Working data:
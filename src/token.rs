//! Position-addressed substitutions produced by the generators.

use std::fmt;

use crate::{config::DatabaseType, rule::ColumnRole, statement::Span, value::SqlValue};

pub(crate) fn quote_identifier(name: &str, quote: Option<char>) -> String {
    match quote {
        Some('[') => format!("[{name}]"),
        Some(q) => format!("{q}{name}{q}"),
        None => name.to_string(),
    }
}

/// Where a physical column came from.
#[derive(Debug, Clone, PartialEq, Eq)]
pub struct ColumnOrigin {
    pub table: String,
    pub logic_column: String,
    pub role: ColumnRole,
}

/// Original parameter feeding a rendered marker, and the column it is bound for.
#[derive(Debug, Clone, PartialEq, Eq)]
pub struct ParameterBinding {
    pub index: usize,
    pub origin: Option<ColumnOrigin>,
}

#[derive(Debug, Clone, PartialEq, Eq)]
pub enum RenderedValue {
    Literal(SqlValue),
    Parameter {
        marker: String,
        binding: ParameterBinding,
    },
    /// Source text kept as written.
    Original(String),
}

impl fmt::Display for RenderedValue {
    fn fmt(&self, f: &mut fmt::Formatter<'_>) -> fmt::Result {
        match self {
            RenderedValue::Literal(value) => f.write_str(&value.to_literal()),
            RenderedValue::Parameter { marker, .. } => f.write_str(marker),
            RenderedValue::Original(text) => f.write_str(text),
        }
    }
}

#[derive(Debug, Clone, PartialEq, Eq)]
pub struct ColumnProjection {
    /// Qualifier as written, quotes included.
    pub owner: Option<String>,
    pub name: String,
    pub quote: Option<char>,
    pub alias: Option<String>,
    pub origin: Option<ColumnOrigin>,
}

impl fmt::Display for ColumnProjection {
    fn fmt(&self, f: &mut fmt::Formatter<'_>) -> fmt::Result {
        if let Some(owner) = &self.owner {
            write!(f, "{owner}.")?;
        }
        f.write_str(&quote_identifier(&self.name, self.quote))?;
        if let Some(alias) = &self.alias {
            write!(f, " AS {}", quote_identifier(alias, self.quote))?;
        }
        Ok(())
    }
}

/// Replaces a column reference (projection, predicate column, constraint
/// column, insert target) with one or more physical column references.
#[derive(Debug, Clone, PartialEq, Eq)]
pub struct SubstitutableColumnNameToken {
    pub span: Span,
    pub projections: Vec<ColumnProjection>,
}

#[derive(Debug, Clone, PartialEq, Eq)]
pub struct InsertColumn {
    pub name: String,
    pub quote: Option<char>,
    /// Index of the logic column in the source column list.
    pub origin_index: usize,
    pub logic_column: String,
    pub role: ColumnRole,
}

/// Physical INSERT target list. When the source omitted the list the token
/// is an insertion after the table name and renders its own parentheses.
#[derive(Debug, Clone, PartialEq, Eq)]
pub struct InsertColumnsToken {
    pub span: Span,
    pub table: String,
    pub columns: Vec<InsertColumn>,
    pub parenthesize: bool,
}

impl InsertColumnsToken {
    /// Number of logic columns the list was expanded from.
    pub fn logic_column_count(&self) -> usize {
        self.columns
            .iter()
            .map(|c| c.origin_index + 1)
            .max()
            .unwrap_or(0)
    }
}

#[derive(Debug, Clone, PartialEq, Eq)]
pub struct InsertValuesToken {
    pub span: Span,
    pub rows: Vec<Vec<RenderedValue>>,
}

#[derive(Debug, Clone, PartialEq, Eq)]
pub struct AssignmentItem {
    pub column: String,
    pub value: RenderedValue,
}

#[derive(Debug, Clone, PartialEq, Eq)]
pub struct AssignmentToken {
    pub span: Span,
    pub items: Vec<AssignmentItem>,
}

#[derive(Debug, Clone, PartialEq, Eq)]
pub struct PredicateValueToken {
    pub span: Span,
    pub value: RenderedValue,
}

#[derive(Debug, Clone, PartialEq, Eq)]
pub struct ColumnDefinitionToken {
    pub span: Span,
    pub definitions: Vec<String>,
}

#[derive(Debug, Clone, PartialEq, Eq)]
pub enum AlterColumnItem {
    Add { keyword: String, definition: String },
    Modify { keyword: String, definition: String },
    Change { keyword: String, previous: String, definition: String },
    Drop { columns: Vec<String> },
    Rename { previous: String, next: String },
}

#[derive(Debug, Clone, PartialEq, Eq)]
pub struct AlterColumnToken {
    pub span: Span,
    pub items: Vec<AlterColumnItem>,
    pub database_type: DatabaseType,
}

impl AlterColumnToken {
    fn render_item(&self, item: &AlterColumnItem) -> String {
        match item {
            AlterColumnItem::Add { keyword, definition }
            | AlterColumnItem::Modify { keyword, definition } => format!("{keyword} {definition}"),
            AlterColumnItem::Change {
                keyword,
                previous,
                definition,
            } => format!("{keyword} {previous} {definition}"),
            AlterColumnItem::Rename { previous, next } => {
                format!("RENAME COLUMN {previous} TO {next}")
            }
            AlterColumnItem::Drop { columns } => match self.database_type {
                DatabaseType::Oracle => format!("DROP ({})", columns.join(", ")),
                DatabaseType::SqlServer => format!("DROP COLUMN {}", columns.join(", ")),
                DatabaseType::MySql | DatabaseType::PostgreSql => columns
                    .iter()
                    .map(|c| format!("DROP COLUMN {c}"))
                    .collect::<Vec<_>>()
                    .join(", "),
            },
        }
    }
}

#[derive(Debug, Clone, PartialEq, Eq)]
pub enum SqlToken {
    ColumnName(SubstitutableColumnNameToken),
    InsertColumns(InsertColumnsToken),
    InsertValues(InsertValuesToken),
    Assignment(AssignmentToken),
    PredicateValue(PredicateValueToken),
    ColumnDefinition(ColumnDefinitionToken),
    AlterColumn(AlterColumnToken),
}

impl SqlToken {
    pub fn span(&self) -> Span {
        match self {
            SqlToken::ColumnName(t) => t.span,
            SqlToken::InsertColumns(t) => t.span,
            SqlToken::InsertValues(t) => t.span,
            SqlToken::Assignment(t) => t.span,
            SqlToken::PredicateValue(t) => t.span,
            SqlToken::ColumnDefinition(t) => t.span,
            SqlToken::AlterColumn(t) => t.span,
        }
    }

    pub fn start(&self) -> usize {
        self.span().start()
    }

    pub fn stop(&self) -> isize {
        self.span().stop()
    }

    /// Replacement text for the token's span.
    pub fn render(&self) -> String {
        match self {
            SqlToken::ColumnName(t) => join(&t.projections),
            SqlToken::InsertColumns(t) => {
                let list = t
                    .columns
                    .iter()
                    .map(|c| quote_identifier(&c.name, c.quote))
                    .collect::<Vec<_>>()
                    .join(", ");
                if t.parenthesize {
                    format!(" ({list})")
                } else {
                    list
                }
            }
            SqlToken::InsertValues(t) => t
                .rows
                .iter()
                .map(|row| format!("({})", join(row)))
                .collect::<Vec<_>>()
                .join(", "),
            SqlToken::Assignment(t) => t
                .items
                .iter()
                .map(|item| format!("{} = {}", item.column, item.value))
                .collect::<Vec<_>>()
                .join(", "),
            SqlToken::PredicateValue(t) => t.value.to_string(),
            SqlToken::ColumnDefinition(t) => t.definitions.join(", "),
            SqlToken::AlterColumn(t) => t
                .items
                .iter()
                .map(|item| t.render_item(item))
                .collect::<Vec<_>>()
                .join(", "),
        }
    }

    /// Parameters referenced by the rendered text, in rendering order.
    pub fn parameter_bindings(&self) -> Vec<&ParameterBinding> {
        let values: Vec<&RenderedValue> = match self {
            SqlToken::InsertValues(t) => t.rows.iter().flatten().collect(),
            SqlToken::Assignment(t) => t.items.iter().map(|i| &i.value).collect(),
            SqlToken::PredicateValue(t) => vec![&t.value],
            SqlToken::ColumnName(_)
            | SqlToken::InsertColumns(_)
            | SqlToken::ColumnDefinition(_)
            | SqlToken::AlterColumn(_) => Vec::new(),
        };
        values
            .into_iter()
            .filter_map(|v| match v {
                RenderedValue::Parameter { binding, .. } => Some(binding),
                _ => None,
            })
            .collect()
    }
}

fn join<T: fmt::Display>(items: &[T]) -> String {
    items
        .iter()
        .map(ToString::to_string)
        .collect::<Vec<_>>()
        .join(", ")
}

Your objective: Determine how many lines of the data above hold the word "stop". Output that number only.

Finished task: 2